In an attempt to reconnect with her family, Richardson wrote a poem in The Ladies' Diary in 1815, explicitly referring to her mother. Her mother replied in verse a year later, and Richardson reunited with her immediate family in London. All of Richardson's family (her mother and her two older sisters) regularly wrote contributions for the Ladies' Diary. In 1841, her mother died, and five years later, Richardson and her sister Elizabeth made a memoir of her life titled Poems, which was derived from her mother's contributions to The Ladies' Diary.

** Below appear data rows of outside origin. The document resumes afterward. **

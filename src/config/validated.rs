//! The request the binary will send, merged from flags, the TOML file and
//! built-in defaults (in that order of precedence) and checked up front.

use std::fmt;
use std::path::Path;
use std::time::Duration;

use http::HeaderMap;
use http::header::{HeaderName, HeaderValue};
use serde_json::Value;
use url::Url;

use crate::client::{Backoff, RequestConfig, RequestMethod, RetryPolicy};
use crate::params::{Headers, ParamValue, Params};

use super::cli::Cli;
use super::defaults;
use super::error::{ConfigError, field};
use super::toml::TomlConfig;

/// One fully checked request plus the transport and retry settings around it.
///
/// Built by [`ValidatedConfig::from_raw`] or [`ValidatedConfig::load`]; every
/// field is already valid, so [`request_config`](Self::request_config) cannot fail.
#[derive(Debug)]
pub struct ValidatedConfig {
    /// HTTP method
    pub method: RequestMethod,

    /// URL or path template, passed to the pipeline unchanged
    pub url: String,

    /// Base URL for relative paths
    pub base_url: Option<Url>,

    /// Values for the URL template placeholders
    pub path_params: Params,

    /// Query parameters
    pub query_params: Params,

    /// Per-request headers, keyed by lower-case name
    pub headers: Headers,

    /// Headers the transport sends with every request
    pub default_headers: HeaderMap,

    /// `User-Agent` header value
    pub user_agent: String,

    /// JSON payload
    pub data: Option<Value>,

    /// Request timeout; `None` disables it
    pub timeout: Option<Duration>,

    /// Retry settings
    pub retry: RetrySettings,

    /// `--verbose`
    pub verbose: bool,
}

/// Validated retry settings.
#[derive(Debug, Clone, PartialEq)]
pub struct RetrySettings {
    /// Maximum number of attempts, including the first
    pub max_attempts: u32,

    /// Delays between attempts
    pub backoff: Backoff,
}

impl RetrySettings {
    /// Builds the pipeline's retry policy.
    ///
    /// Only transient failures are retried. Returns `None` when a single
    /// attempt is configured.
    #[must_use]
    pub fn policy(&self) -> Option<RetryPolicy> {
        (self.max_attempts > 1).then(|| {
            RetryPolicy::max_attempts(self.max_attempts)
                .and_when(|ctx| ctx.error.is_retryable())
                .with_backoff(self.backoff.clone())
        })
    }
}

impl fmt::Display for ValidatedConfig {
    fn fmt(&self, f: &mut fmt::Formatter<'_>) -> fmt::Result {
        let base_url = self
            .base_url
            .as_ref()
            .map_or_else(|| "none".to_string(), Url::to_string);
        let timeout = self
            .timeout
            .map_or_else(|| "none".to_string(), |t| format!("{}ms", t.as_millis()));

        write!(
            f,
            "Config {{ method: {}, url: {}, base_url: {}, timeout: {}, retry: {}x/{}ms, \
             headers: {} }}",
            self.method,
            self.url,
            base_url,
            timeout,
            self.retry.max_attempts,
            self.retry.backoff.initial_delay.as_millis(),
            self.headers.len() + self.default_headers.len(),
        )
    }
}

impl ValidatedConfig {
    /// Merges `cli` over `toml` over defaults and validates the result.
    ///
    /// # Errors
    ///
    /// Returns an error if:
    /// - The URL is missing, or is relative without a base URL
    /// - The method, base URL, a parameter or a header is invalid
    /// - The request data is not valid JSON
    /// - Retry settings are out of range
    pub fn from_raw(cli: &Cli, toml: Option<&TomlConfig>) -> Result<Self, ConfigError> {
        let (method, url) = Self::resolve_target(cli, toml)?;

        let base_url = Self::resolve_base_url(cli, toml)?;
        if base_url.is_none() && Url::parse(&url).is_err() {
            return Err(ConfigError::missing(
                field::BASE_URL,
                "Relative URLs need --base-url or transport.base_url in config file",
            ));
        }

        let path_params = parse_params(&cli.params, "path")?;
        let query_params = Self::resolve_query(cli, toml)?;
        let headers = Self::resolve_headers(cli, toml)?;
        let default_headers = Self::resolve_default_headers(toml)?;

        let user_agent = toml
            .and_then(|t| t.transport.user_agent.clone())
            .unwrap_or_else(|| defaults::USER_AGENT.to_string());
        parse_header_value("User-Agent", &user_agent)?;

        let data = cli
            .data
            .as_deref()
            .map(serde_json::from_str::<Value>)
            .transpose()
            .map_err(ConfigError::InvalidData)?;

        // Priority: CLI explicit > TOML; zero disables the timeout
        let timeout = cli
            .timeout
            .or_else(|| toml.and_then(|t| t.transport.timeout))
            .filter(|ms| *ms > 0)
            .map(Duration::from_millis);

        let retry = Self::build_retry_settings(cli, toml)?;

        Ok(Self {
            method,
            url,
            base_url,
            path_params,
            query_params,
            headers,
            default_headers,
            user_agent,
            data,
            timeout,
            retry,
            verbose: cli.verbose,
        })
    }

    /// Like [`from_raw`](Self::from_raw), reading the TOML file named by `--config` first.
    ///
    /// # Errors
    ///
    /// Fails if the file is unreadable or malformed, or if the merged values
    /// do not validate.
    pub fn load(cli: &Cli) -> Result<Self, ConfigError> {
        let toml = if let Some(ref path) = cli.config {
            Some(TomlConfig::load(path)?)
        } else {
            None
        };

        Self::from_raw(cli, toml.as_ref())
    }

    /// Builds the pipeline request described by this configuration.
    ///
    /// Path parameters are attached only when some were given, so URLs
    /// containing a literal `:` (such as a port) pass through untouched.
    #[must_use]
    pub fn request_config(&self) -> RequestConfig {
        let mut config = RequestConfig::new(self.method, self.url.clone());

        if !self.path_params.is_empty() {
            config = config.with_path_params(self.path_params.clone());
        }
        if !self.query_params.is_empty() {
            config = config.with_query_params(self.query_params.clone());
        }
        if !self.headers.is_empty() {
            config = config.with_headers(self.headers.clone());
        }
        if let Some(data) = &self.data {
            config = config.with_data(data.clone());
        }
        if let Some(timeout) = self.timeout {
            // Millisecond timeouts stay far below f64's exact integer range
            #[allow(clippy::cast_precision_loss)]
            let millis = timeout.as_millis() as f64;
            config = config.with_timeout(millis);
        }

        config
    }

    /// Resolves the method and URL from the positional arguments.
    ///
    /// A single positional argument that is not a method name is taken as the
    /// URL; the method then comes from the config file or the default.
    fn resolve_target(
        cli: &Cli,
        toml: Option<&TomlConfig>,
    ) -> Result<(RequestMethod, String), ConfigError> {
        let missing_url = || {
            ConfigError::missing(field::URL, "Usage: reqflow [OPTIONS] <METHOD> <URL>")
        };

        match (cli.method.as_deref(), cli.url.as_deref()) {
            (Some(method), Some(url)) => Ok((parse_method(method)?, url.to_string())),
            (Some(only), None) => {
                if only.parse::<RequestMethod>().is_ok() {
                    return Err(missing_url());
                }

                        let method = toml
                    .and_then(|t| t.request.method.as_deref())
                    .unwrap_or(defaults::METHOD);
                Ok((parse_method(method)?, only.to_string()))
            }
            (None, _) => Err(missing_url()),
        }
    }

    fn resolve_base_url(cli: &Cli, toml: Option<&TomlConfig>) -> Result<Option<Url>, ConfigError> {
        let Some(url_str) = cli
            .base_url
            .as_deref()
            .or_else(|| toml.and_then(|t| t.transport.base_url.as_deref()))
        else {
            return Ok(None);
        };

        Url::parse(url_str)
            .map(Some)
            .map_err(|e| ConfigError::InvalidUrl {
                url: url_str.to_string(),
                reason: e.to_string(),
            })
    }

    fn resolve_query(cli: &Cli, toml: Option<&TomlConfig>) -> Result<Params, ConfigError> {
        // file first, flags overwrite
        let mut query = toml.map(|t| t.request.query.clone()).unwrap_or_default();
        query.extend(parse_params(&cli.query, "query")?);
        Ok(query)
    }

    fn resolve_headers(cli: &Cli, toml: Option<&TomlConfig>) -> Result<Headers, ConfigError> {
        let mut headers = Headers::new();

        // file first, flags overwrite
        if let Some(toml) = toml {
            for (name, value) in &toml.request.headers {
                let header_name = parse_header_name(name)?;
                parse_header_value(name, value)?;
                headers.insert(header_name.as_str().to_string(), value.clone());
            }
        }

        for header_str in &cli.headers {
            let (name, value) = parse_header_string(header_str)?;
            let header_name = parse_header_name(&name)?;
            parse_header_value(&name, &value)?;
            headers.insert(header_name.as_str().to_string(), value);
        }

        Ok(headers)
    }

    fn resolve_default_headers(toml: Option<&TomlConfig>) -> Result<HeaderMap, ConfigError> {
        let mut headers = HeaderMap::new();

        if let Some(toml) = toml {
            for (name, value) in &toml.transport.headers {
                let header_name = parse_header_name(name)?;
                let header_value = parse_header_value(name, value)?;
                headers.insert(header_name, header_value);
            }
        }

        Ok(headers)
    }

    fn build_retry_settings(
        cli: &Cli,
        toml: Option<&TomlConfig>,
    ) -> Result<RetrySettings, ConfigError> {
        let retry = toml.map(|t| &t.retry);

        let max_attempts = cli
            .retry_max
            .or_else(|| retry.and_then(|r| r.max_attempts))
            .unwrap_or(defaults::RETRY_MAX_ATTEMPTS);

        let initial_delay_ms = cli
            .retry_delay
            .or_else(|| retry.and_then(|r| r.initial_delay))
            .unwrap_or(defaults::RETRY_INITIAL_DELAY_MS);

        let max_delay_ms = retry
            .and_then(|r| r.max_delay)
            .unwrap_or(defaults::RETRY_MAX_DELAY_MS);

        let multiplier = retry
            .and_then(|r| r.multiplier)
            .unwrap_or(defaults::RETRY_MULTIPLIER);

        if max_attempts < RetryPolicy::MIN_MAX_ATTEMPTS {
            return Err(ConfigError::InvalidRetry(
                "max_attempts must be greater than 0".to_string(),
            ));
        }

        if initial_delay_ms == 0 {
            return Err(ConfigError::InvalidRetry(
                "initial_delay must be greater than 0".to_string(),
            ));
        }

        if multiplier <= 0.0 || !multiplier.is_finite() {
            return Err(ConfigError::InvalidRetry(
                "multiplier must be a positive finite number".to_string(),
            ));
        }

        if max_delay_ms < initial_delay_ms {
            return Err(ConfigError::InvalidRetry(format!(
                "max_delay ({max_delay_ms}ms) must be >= initial_delay ({initial_delay_ms}ms)"
            )));
        }

        Ok(RetrySettings {
            max_attempts,
            backoff: Backoff::new()
                .with_initial_delay(Duration::from_millis(initial_delay_ms))
                .with_max_delay(Duration::from_millis(max_delay_ms))
                .with_multiplier(multiplier),
        })
    }
}

/// Writes [`default_config_template`](super::default_config_template) to `path`.
///
/// # Errors
///
/// [`ConfigError::FileWrite`] when the file cannot be created.
pub fn write_default_config(path: &Path) -> Result<(), ConfigError> {
    let template = super::toml::default_config_template();
    std::fs::write(path, template).map_err(|e| ConfigError::FileWrite {
        path: path.to_path_buf(),
        source: e,
    })
}


fn parse_method(s: &str) -> Result<RequestMethod, ConfigError> {
    s.parse::<RequestMethod>()
        .map_err(|_| ConfigError::InvalidMethod(s.to_string()))
}

fn parse_params(pairs: &[String], kind: &'static str) -> Result<Params, ConfigError> {
    pairs
        .iter()
        .map(|pair| {
            let (name, value) = pair
                .split_once('=')
                .filter(|(name, _)| !name.trim().is_empty())
                .ok_or_else(|| ConfigError::InvalidParam {
                    kind,
                    value: pair.clone(),
                })?;
            Ok((name.trim().to_string(), ParamValue::from(value)))
        })
        .collect()
}

fn parse_header_string(s: &str) -> Result<(String, String), ConfigError> {
    // the first separator splits, so `Name: a=b` and `Name=a:b` both work
    s.split_once(['=', ':'])
        .map(|(name, value)| (name.trim().to_string(), value.trim().to_string()))
        .ok_or_else(|| ConfigError::InvalidHeader {
            value: s.to_string(),
        })
}

fn parse_header_name(name: &str) -> Result<HeaderName, ConfigError> {
    name.parse::<HeaderName>()
        .map_err(|e| ConfigError::InvalidHeaderName {
            name: name.to_string(),
            reason: e.to_string(),
        })
}

fn parse_header_value(name: &str, value: &str) -> Result<HeaderValue, ConfigError> {
    HeaderValue::from_str(value).map_err(|e| ConfigError::InvalidHeaderValue {
        name: name.to_string(),
        reason: e.to_string(),
    })
}
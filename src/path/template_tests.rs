//! Tests for `PathTemplate`.

use super::{PathError, PathTemplate};
use crate::params::{ParamValue, Params, to_params};

fn render(template: &str, params: &Params) -> Result<String, PathError> {
    PathTemplate::compile(template).render(params)
}

mod parsing {
    use super::*;

    #[test]
    fn collects_param_names_in_order() {
        let template = PathTemplate::compile("/user/:userId/comments/:comment_id");
        let names: Vec<_> = template.param_names().collect();

        assert_eq!(names, ["userId", "comment_id"]);
    }

    #[test]
    fn template_without_placeholders_has_no_params() {
        let template = PathTemplate::compile("/health/live");
        assert_eq!(template.param_names().count(), 0);
    }

    #[test]
    fn lone_colon_is_literal() {
        let template = PathTemplate::compile("https://api.example.com/:id");
        let names: Vec<_> = template.param_names().collect();

        assert_eq!(names, ["id"]);
    }

    #[test]
    fn escaped_colon_is_literal() {
        let template = PathTemplate::compile("http://localhost\\:8080/:id");
        let names: Vec<_> = template.param_names().collect();

        assert_eq!(names, ["id"]);
        assert_eq!(
            template.render(&to_params([("id", 1)])).unwrap(),
            "http://localhost:8080/1"
        );
    }

    #[test]
    fn display_shows_source() {
        let template = PathTemplate::compile("/a/:b");
        assert_eq!(template.to_string(), "/a/:b");
        assert_eq!(template.source(), "/a/:b");
    }
}

mod rendering {
    use super::*;

    #[test]
    fn substitutes_string_value() {
        let path = render("/hello/:name", &to_params([("name", "foo")])).unwrap();
        assert_eq!(path, "/hello/foo");
    }

    #[test]
    fn substitution_matches_manual_interpolation() {
        for value in ["foo", "bar", "baz", "a-b_c.d"] {
            let path = render("/items/:x/details", &to_params([("x", value)])).unwrap();
            assert_eq!(path, format!("/items/{value}/details"));
        }
    }

    #[test]
    fn substitutes_numbers() {
        let path = render("/user/:id", &to_params([("id", 42)])).unwrap();
        assert_eq!(path, "/user/42");

        let path = render("/ratio/:r", &to_params([("r", 0.25)])).unwrap();
        assert_eq!(path, "/ratio/0.25");
    }

    #[test]
    fn substitutes_multiple_placeholders() {
        let params = to_params([("org", ParamValue::from("acme")), ("repo", 7.into())]);
        let path = render("/:org/repos/:repo", &params).unwrap();

        assert_eq!(path, "/acme/repos/7");
    }

    #[test]
    fn ignores_extra_params() {
        let params = to_params([("id", "1"), ("unused", "2")]);
        assert_eq!(render("/user/:id", &params).unwrap(), "/user/1");
    }

    #[test]
    fn optional_placeholder_present() {
        let path = render("/posts/:page?", &to_params([("page", 3)])).unwrap();
        assert_eq!(path, "/posts/3");
    }

    #[test]
    fn optional_placeholder_missing_drops_prefix() {
        let path = render("/posts/:page?", &Params::new()).unwrap();
        assert_eq!(path, "/posts");
    }

    #[test]
    fn optional_placeholder_null_drops_prefix() {
        let params = to_params([("page", ParamValue::Null)]);
        assert_eq!(render("/posts/:page?/all", &params).unwrap(), "/posts/all");
    }
}

mod errors {
    use super::*;

    #[test]
    fn missing_required_param() {
        let err = render("/foo/:bar", &Params::new()).unwrap_err();

        assert_eq!(
            err,
            PathError::MissingParam {
                name: "bar".to_owned()
            }
        );
        assert_eq!(err.to_string(), "Expected \"bar\" to be defined");
    }

    #[test]
    fn null_required_param() {
        let err = render("/foo/:bar", &to_params([("bar", ParamValue::Null)])).unwrap_err();

        assert!(matches!(err, PathError::InvalidParam { ref name, .. } if name == "bar"));
    }

    #[test]
    fn empty_value_is_rejected() {
        let err = render("/foo/:bar", &to_params([("bar", "")])).unwrap_err();
        assert_eq!(err.name(), "bar");
    }

    #[test]
    fn value_with_separator_is_rejected() {
        for bad in ["a/b", "a?b", "a#b"] {
            let err = render("/foo/:bar", &to_params([("bar", bad)])).unwrap_err();
            assert!(
                matches!(err, PathError::InvalidParam { .. }),
                "expected {bad:?} to be rejected"
            );
        }
    }
}
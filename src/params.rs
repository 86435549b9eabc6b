//! Flat parameter mappings shared by path templates, query strings and headers.

use std::collections::BTreeMap;
use std::fmt;

use serde::{Deserialize, Serialize};

/// Flat mapping from parameter name to value.
///
/// Ordered so that query strings and log output are deterministic.
pub type Params = BTreeMap<String, ParamValue>;

/// Flat mapping from header name to header value.
pub type Headers = BTreeMap<String, String>;

/// A single path or query parameter value.
///
/// Only scalar values are allowed: strings, numbers, and null.
#[derive(Debug, Clone, PartialEq, Eq, Serialize, Deserialize)]
#[serde(untagged)]
pub enum ParamValue {
    /// Text value, used verbatim.
    String(String),
    /// Numeric value, rendered the way JSON renders it.
    Number(serde_json::Number),
    /// Explicitly absent value.
    Null,
}

impl ParamValue {
    /// Returns the textual form of the value, or `None` for [`ParamValue::Null`].
    #[must_use]
    pub fn as_text(&self) -> Option<String> {
        match self {
            Self::String(s) => Some(s.clone()),
            Self::Number(n) => Some(n.to_string()),
            Self::Null => None,
        }
    }

    /// Returns true if the value is [`ParamValue::Null`].
    #[must_use]
    pub const fn is_null(&self) -> bool {
        matches!(self, Self::Null)
    }
}

impl fmt::Display for ParamValue {
    fn fmt(&self, f: &mut fmt::Formatter<'_>) -> fmt::Result {
        match self {
            Self::String(s) => f.write_str(s),
            Self::Number(n) => write!(f, "{n}"),
            Self::Null => f.write_str("null"),
        }
    }
}

impl From<&str> for ParamValue {
    fn from(value: &str) -> Self {
        Self::String(value.to_owned())
    }
}

impl From<String> for ParamValue {
    fn from(value: String) -> Self {
        Self::String(value)
    }
}

macro_rules! impl_from_integer {
    ($($ty:ty),*) => {
        $(
            impl From<$ty> for ParamValue {
                fn from(value: $ty) -> Self {
                    Self::Number(value.into())
                }
            }
        )*
    };
}

impl_from_integer!(i8, i16, i32, i64, u8, u16, u32, u64, isize, usize);

impl From<f64> for ParamValue {
    /// Non-finite floats have no JSON representation and become [`ParamValue::Null`].
    fn from(value: f64) -> Self {
        serde_json::Number::from_f64(value).map_or(Self::Null, Self::Number)
    }
}

impl<T: Into<Self>> From<Option<T>> for ParamValue {
    fn from(value: Option<T>) -> Self {
        value.map_or(Self::Null, Into::into)
    }
}

/// Builds a [`Params`] mapping from key/value pairs.
///
/// # Example
///
/// ```
/// use reqflow::params::{ParamValue, to_params};
///
/// let params = to_params([("id", ParamValue::from(42)), ("name", "alice".into())]);
/// assert_eq!(params["id"].to_string(), "42");
/// ```
pub fn to_params<I, K, V>(pairs: I) -> Params
where
    I: IntoIterator<Item = (K, V)>,
    K: Into<String>,
    V: Into<ParamValue>,
{
    pairs
        .into_iter()
        .map(|(k, v)| (k.into(), v.into()))
        .collect()
}

/// Builds a [`Headers`] mapping from name/value pairs.
pub fn to_headers<I, K, V>(pairs: I) -> Headers
where
    I: IntoIterator<Item = (K, V)>,
    K: Into<String>,
    V: Into<String>,
{
    pairs
        .into_iter()
        .map(|(k, v)| (k.into(), v.into()))
        .collect()
}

Her first publications were Waterloo, a Poem on the Late Victory and Isaac and Rebecca, published in 1817. The following year Richardson published Harvest, a Poem, in Two Parts: with other Poetical Pieces, which she dedicated to the editor of The Ladies' Diary, the mathematician Charles Hutton. In 1823 she published a Gothic novel, The Soldier's Child, or, Virtue Triumphant, and Ludolph, or, The Light of Nature, a Poem.

In 1826 she married a wharfinger, John Richardson. Charlotte Richardson died in Vauxhall on 29 March 1854.

==Works==
- Poetry
- Waterloo, a Poem on the Late Victory (1817)
- Isaac and Rebecca, 1817
- Harvest, a Poem, in Two Parts: with other Poetical Pieces (1818)
- Ludolph, or, The Light of Nature, a Poem (1823)

- Novels
- The Soldier's Child, or, Virtue Triumphant (1823)

==Name confusion==
The Dictionary of National Biography noted in its 48th volume in 1896 that this person had frequently been confused with other women with similar names, including Mrs. Caroline Richardson (1777–1853), and Charlotte Richardson (nee Smith) (1775-1825) who were also poets. The more modern version of this biography (Oxford Dictionary of National Biography) and this article differ substantially from the DNB version. The ODNB notes however that confusion is still possible.